Die Menge von Pol II, die an einem Promotor pausiert, scheint die Expressionseigenschaften zu beeinflussen. Promotoren mit hoher Besetzung von pausiertem Pol II sind unter Genen, die während der Entwicklung stark reguliert werden (Muse et al, 2007 Zeitlinger et al, 2007 Gärtner et al, 2012 ) und vermitteln eine synchronere Genexpression zwischen Zellen (Boettiger & Levine, 2009 Lagha et al, 2013). Ohne eine rechtzeitige Genaktivierung können koordinierte zelluläre Verhaltensweisen wie die Gastrulation möglicherweise nicht richtig ablaufen (Lagha et al, 2013). TATA-Promotoren hingegen sind oft mit einer höheren Expressionsvariabilität verbunden (Raser & O'Shea, 2004 Blake et al, 2006 Tirosh et al, 2006 Lehner, 2010 Hornung et al, 2012 Li & Gilmour, 2013 Sigalova et al, 2020). Die Expressionseigenschaften von TATA-Promotoren in sich entwickelnden Embryonen sind jedoch weniger verstanden.

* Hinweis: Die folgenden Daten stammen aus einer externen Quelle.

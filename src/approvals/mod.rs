pub mod service;

use axum::{
    extract::{Path, State},
    http::{HeaderMap, StatusCode},
    routing::{get, post},
    Json, Router,
};
use chrono::{DateTime, Utc};
use serde::{Deserialize, Serialize};
use std::sync::Arc;
use uuid::Uuid;

use crate::audit::{self, AuditAction};
use crate::shared::actor::{require_actor, Actor};
use crate::shared::state::AppState;
use crate::shared::utils::opaque_token;

#[derive(Debug, Clone, PartialEq, Eq)]
pub enum ApprovalStatus {
    Pending,
    Approved,
    Rejected,
    Expired,
    Unknown(String),
}

impl ApprovalStatus {
    pub fn as_wire(&self) -> &str {
        match self {
            ApprovalStatus::Pending => "pending",
            ApprovalStatus::Approved => "approved",
            ApprovalStatus::Rejected => "rejected",
            ApprovalStatus::Expired => "expired",
            ApprovalStatus::Unknown(raw) => raw,
        }
    }

    pub fn from_wire(raw: &str) -> Self {
        match raw {
            "pending" => ApprovalStatus::Pending,
            "approved" => ApprovalStatus::Approved,
            "rejected" => ApprovalStatus::Rejected,
            "expired" => ApprovalStatus::Expired,
            other => {
                log::warn!("unknown approval status value {other:?} from backend");
                ApprovalStatus::Unknown(other.to_string())
            }
        }
    }

    pub fn is_decision(&self) -> bool {
        matches!(self, ApprovalStatus::Approved | ApprovalStatus::Rejected)
    }
}

impl Serialize for ApprovalStatus {
    fn serialize<S: serde::Serializer>(&self, serializer: S) -> Result<S::Ok, S::Error> {
        serializer.serialize_str(self.as_wire())
    }
}

impl<'de> Deserialize<'de> for ApprovalStatus {
    fn deserialize<D: serde::Deserializer<'de>>(deserializer: D) -> Result<Self, D::Error> {
        let raw = String::deserialize(deserializer)?;
        Ok(ApprovalStatus::from_wire(&raw))
    }
}

#[derive(Debug, Clone, PartialEq, Eq)]
pub enum ApprovalEventKind {
    Created,
    Viewed,
    ReminderSent,
    Comment,
    StatusChanged,
    Unknown(String),
}

impl ApprovalEventKind {
    pub fn as_wire(&self) -> &str {
        match self {
            ApprovalEventKind::Created => "created",
            ApprovalEventKind::Viewed => "viewed",
            ApprovalEventKind::ReminderSent => "reminder_sent",
            ApprovalEventKind::Comment => "comment",
            ApprovalEventKind::StatusChanged => "status_changed",
            ApprovalEventKind::Unknown(raw) => raw,
        }
    }

    pub fn from_wire(raw: &str) -> Self {
        match raw {
            "created" => ApprovalEventKind::Created,
            "viewed" => ApprovalEventKind::Viewed,
            "reminder_sent" => ApprovalEventKind::ReminderSent,
            "comment" => ApprovalEventKind::Comment,
            "status_changed" => ApprovalEventKind::StatusChanged,
            other => {
                log::warn!("unknown approval event kind {other:?} from backend");
                ApprovalEventKind::Unknown(other.to_string())
            }
        }
    }

    pub fn as_view(&self) -> &str {
        match self {
            ApprovalEventKind::ReminderSent => "reminderSent",
            ApprovalEventKind::StatusChanged => "statusChanged",
            other => other.as_wire(),
        }
    }

    pub fn from_view(raw: &str) -> Self {
        match raw {
            "reminderSent" => ApprovalEventKind::ReminderSent,
            "statusChanged" => ApprovalEventKind::StatusChanged,
            other => ApprovalEventKind::from_wire(other),
        }
    }
}

impl Serialize for ApprovalEventKind {
    fn serialize<S: serde::Serializer>(&self, serializer: S) -> Result<S::Ok, S::Error> {
        serializer.serialize_str(self.as_view())
    }
}

impl<'de> Deserialize<'de> for ApprovalEventKind {
    fn deserialize<D: serde::Deserializer<'de>>(deserializer: D) -> Result<Self, D::Error> {
        let raw = String::deserialize(deserializer)?;
        Ok(ApprovalEventKind::from_view(&raw))
    }
}

#[derive(Debug, Clone, Serialize, Deserialize)]
#[serde(rename_all = "camelCase")]
pub struct Approval {
    pub id: Uuid,
    pub title: String,
    pub description: String,
    pub client: String,
    pub status: ApprovalStatus,
    pub due_date: Option<DateTime<Utc>>,
    /// Opaque token for the unauthenticated client route. Never expires and
    /// is not consumed on use; repeat decisions append history.
    pub token: String,
    pub created_at: DateTime<Utc>,
}

#[derive(Debug, Clone, Serialize, Deserialize)]
#[serde(rename_all = "camelCase")]
pub struct ApprovalEvent {
    pub id: Uuid,
    pub approval_id: Uuid,
    pub kind: ApprovalEventKind,
    pub description: String,
    pub occurred_at: DateTime<Utc>,
}

/// An approval with its history, newest event first.
#[derive(Debug, Serialize)]
#[serde(rename_all = "camelCase")]
pub struct ApprovalDetail {
    #[serde(flatten)]
    pub approval: Approval,
    pub history: Vec<ApprovalEvent>,
}

#[derive(Debug, Deserialize)]
#[serde(rename_all = "camelCase")]
pub struct CreateApprovalRequest {
    pub title: String,
    pub description: Option<String>,
    pub client: String,
    pub due_date: Option<DateTime<Utc>>,
}

#[derive(Debug, Deserialize)]
pub struct DecisionRequest {
    pub status: ApprovalStatus,
}

#[derive(Debug, Deserialize)]
pub struct CommentRequest {
    pub message: String,
}

fn event(approval_id: Uuid, kind: ApprovalEventKind, description: String) -> ApprovalEvent {
    ApprovalEvent {
        id: Uuid::new_v4(),
        approval_id,
        kind,
        description,
        occurred_at: Utc::now(),
    }
}

async fn detail(state: &AppState, approval: Approval) -> ApprovalDetail {
    let history = state.approvals.history(approval.id).await;
    ApprovalDetail { approval, history }
}

/// Shared decision path for the admin and public routes: overwrite the
/// status field, prepend exactly one StatusChanged event embedding the
/// target status. Prior history is never touched, so a resubmitted decision
/// stacks a second event instead of rewriting the first.
async fn apply_decision(
    state: &AppState,
    approval: Approval,
    status: ApprovalStatus,
    actor: &Actor,
) -> Result<ApprovalDetail, (StatusCode, String)> {
    if !status.is_decision() {
        return Err((
            StatusCode::UNPROCESSABLE_ENTITY,
            "Decision must be approved or rejected".to_string(),
        ));
    }

    let updated = state
        .approvals
        .set_status(approval.id, status.clone())
        .await
        .map_err(|e| e.http())?;

    state
        .approvals
        .append_event(event(
            approval.id,
            ApprovalEventKind::StatusChanged,
            format!("Status changed to {} by {}", status.as_wire(), actor.name),
        ))
        .await
        .map_err(|e| e.http())?;

    audit::record(
        state,
        AuditAction::ApprovalDecision,
        format!("\"{}\" {}", updated.title, status.as_wire()),
        actor,
        Some(updated.id),
    )
    .await;

    Ok(detail(state, updated).await)
}

pub async fn list_approvals(State(state): State<Arc<AppState>>) -> Json<Vec<Approval>> {
    Json(state.approvals.list().await)
}

pub async fn get_approval(
    State(state): State<Arc<AppState>>,
    Path(id): Path<Uuid>,
) -> Result<Json<ApprovalDetail>, (StatusCode, String)> {
    let approval = state
        .approvals
        .get(id)
        .await
        .ok_or_else(|| (StatusCode::NOT_FOUND, "Approval not found".to_string()))?;
    Ok(Json(detail(&state, approval).await))
}

pub async fn create_approval(
    State(state): State<Arc<AppState>>,
    headers: HeaderMap,
    Json(req): Json<CreateApprovalRequest>,
) -> Result<Json<ApprovalDetail>, (StatusCode, String)> {
    let actor = require_actor(&state, &headers).await?;

    let approval = Approval {
        id: Uuid::new_v4(),
        title: req.title,
        description: req.description.unwrap_or_default(),
        client: req.client,
        status: ApprovalStatus::Pending,
        due_date: req.due_date,
        token: opaque_token(),
        created_at: Utc::now(),
    };

    let created = state
        .approvals
        .create(approval)
        .await
        .map_err(|e| e.http())?;
    state
        .approvals
        .append_event(event(
            created.id,
            ApprovalEventKind::Created,
            format!("Created by {}", actor.name),
        ))
        .await
        .map_err(|e| e.http())?;

    audit::record(
        &state,
        AuditAction::ItemCreated,
        format!("Approval \"{}\" for {}", created.title, created.client),
        &actor,
        Some(created.id),
    )
    .await;

    Ok(Json(detail(&state, created).await))
}

pub async fn send_reminder(
    State(state): State<Arc<AppState>>,
    headers: HeaderMap,
    Path(id): Path<Uuid>,
) -> Result<Json<ApprovalDetail>, (StatusCode, String)> {
    let actor = require_actor(&state, &headers).await?;

    let approval = state
        .approvals
        .get(id)
        .await
        .ok_or_else(|| (StatusCode::NOT_FOUND, "Approval not found".to_string()))?;

    state
        .approvals
        .append_event(event(
            id,
            ApprovalEventKind::ReminderSent,
            format!("Reminder sent by {}", actor.name),
        ))
        .await
        .map_err(|e| e.http())?;

    Ok(Json(detail(&state, approval).await))
}

pub async fn add_comment(
    State(state): State<Arc<AppState>>,
    headers: HeaderMap,
    Path(id): Path<Uuid>,
    Json(req): Json<CommentRequest>,
) -> Result<Json<ApprovalDetail>, (StatusCode, String)> {
    let actor = require_actor(&state, &headers).await?;

    let approval = state
        .approvals
        .get(id)
        .await
        .ok_or_else(|| (StatusCode::NOT_FOUND, "Approval not found".to_string()))?;

    state
        .approvals
        .append_event(event(
            id,
            ApprovalEventKind::Comment,
            format!("{}: {}", actor.name, req.message),
        ))
        .await
        .map_err(|e| e.http())?;

    Ok(Json(detail(&state, approval).await))
}

pub async fn decide(
    State(state): State<Arc<AppState>>,
    headers: HeaderMap,
    Path(id): Path<Uuid>,
    Json(req): Json<DecisionRequest>,
) -> Result<Json<ApprovalDetail>, (StatusCode, String)> {
    let actor = require_actor(&state, &headers).await?;

    let approval = state
        .approvals
        .get(id)
        .await
        .ok_or_else(|| (StatusCode::NOT_FOUND, "Approval not found".to_string()))?;

    apply_decision(&state, approval, req.status, &actor)
        .await
        .map(Json)
}

/// Public read by token. Each view leaves a Viewed event in the history.
pub async fn verify_token(
    State(state): State<Arc<AppState>>,
    Path(token): Path<String>,
) -> Result<Json<ApprovalDetail>, (StatusCode, String)> {
    let approval = state
        .approvals
        .find_by_token(&token)
        .await
        .ok_or_else(|| (StatusCode::NOT_FOUND, "Approval link not found".to_string()))?;

    state
        .approvals
        .append_event(event(
            approval.id,
            ApprovalEventKind::Viewed,
            format!("Viewed via approval link by {}", approval.client),
        ))
        .await
        .map_err(|e| e.http())?;

    Ok(Json(detail(&state, approval).await))
}

/// Public decision by token, the only unauthenticated mutation path.
pub async fn decide_by_token(
    State(state): State<Arc<AppState>>,
    Path(token): Path<String>,
    Json(req): Json<DecisionRequest>,
) -> Result<Json<ApprovalDetail>, (StatusCode, String)> {
    let approval = state
        .approvals
        .find_by_token(&token)
        .await
        .ok_or_else(|| (StatusCode::NOT_FOUND, "Approval link not found".to_string()))?;

    let actor = Actor::client(&approval.client);
    apply_decision(&state, approval, req.status, &actor)
        .await
        .map(Json)
}

pub fn configure_approvals_routes() -> Router<Arc<AppState>> {
    Router::new()
        .route("/api/approvals", get(list_approvals).post(create_approval))
        .route("/api/approvals/:id", get(get_approval))
        .route("/api/approvals/:id/remind", post(send_reminder))
        .route("/api/approvals/:id/comment", post(add_comment))
        .route("/api/approvals/:id/decide", post(decide))
        .route("/api/verify/:token", get(verify_token).post(decide_by_token))
}

#[cfg(test)]
mod tests {
    use super::*;

    #[test]
    fn event_kind_wire_and_view_tables_agree() {
        for kind in [
            ApprovalEventKind::Created,
            ApprovalEventKind::Viewed,
            ApprovalEventKind::ReminderSent,
            ApprovalEventKind::Comment,
            ApprovalEventKind::StatusChanged,
        ] {
            assert_eq!(ApprovalEventKind::from_wire(kind.as_wire()), kind);
            assert_eq!(ApprovalEventKind::from_view(kind.as_view()), kind);
        }
        assert_eq!(ApprovalEventKind::StatusChanged.as_view(), "statusChanged");
    }

    #[test]
    fn only_approved_and_rejected_are_decisions() {
        assert!(ApprovalStatus::Approved.is_decision());
        assert!(ApprovalStatus::Rejected.is_decision());
        assert!(!ApprovalStatus::Pending.is_decision());
        assert!(!ApprovalStatus::Expired.is_decision());
    }
}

Bei Metazoen sind Gene mit TATA-Elementen besonders unter Effektorgenen angereichert, den Genen, die für die Struktur und Funktion von differenzierten Geweben verantwortlich sind (Schug et al, 2005 Carninci et al, 2006 FitzGerald et al, 2006 Engström et al, 2007 Lenhard et al, 2012 FANTOM-Konsortium et al, 2014). Effektorgene werden hauptsächlich in späteren Stadien der Embryogenese exprimiert, wenn Zellen beginnen, sich in morphologisch verschiedene Gewebe zu differenzieren (Erwin & Davidson, 2009). Diese Stadien sind typischerweise nicht gut untersucht, und daher ist nicht klar, ob TATA-Promotoren Effektorgenen unterschiedliche Expressionseigenschaften verleihen.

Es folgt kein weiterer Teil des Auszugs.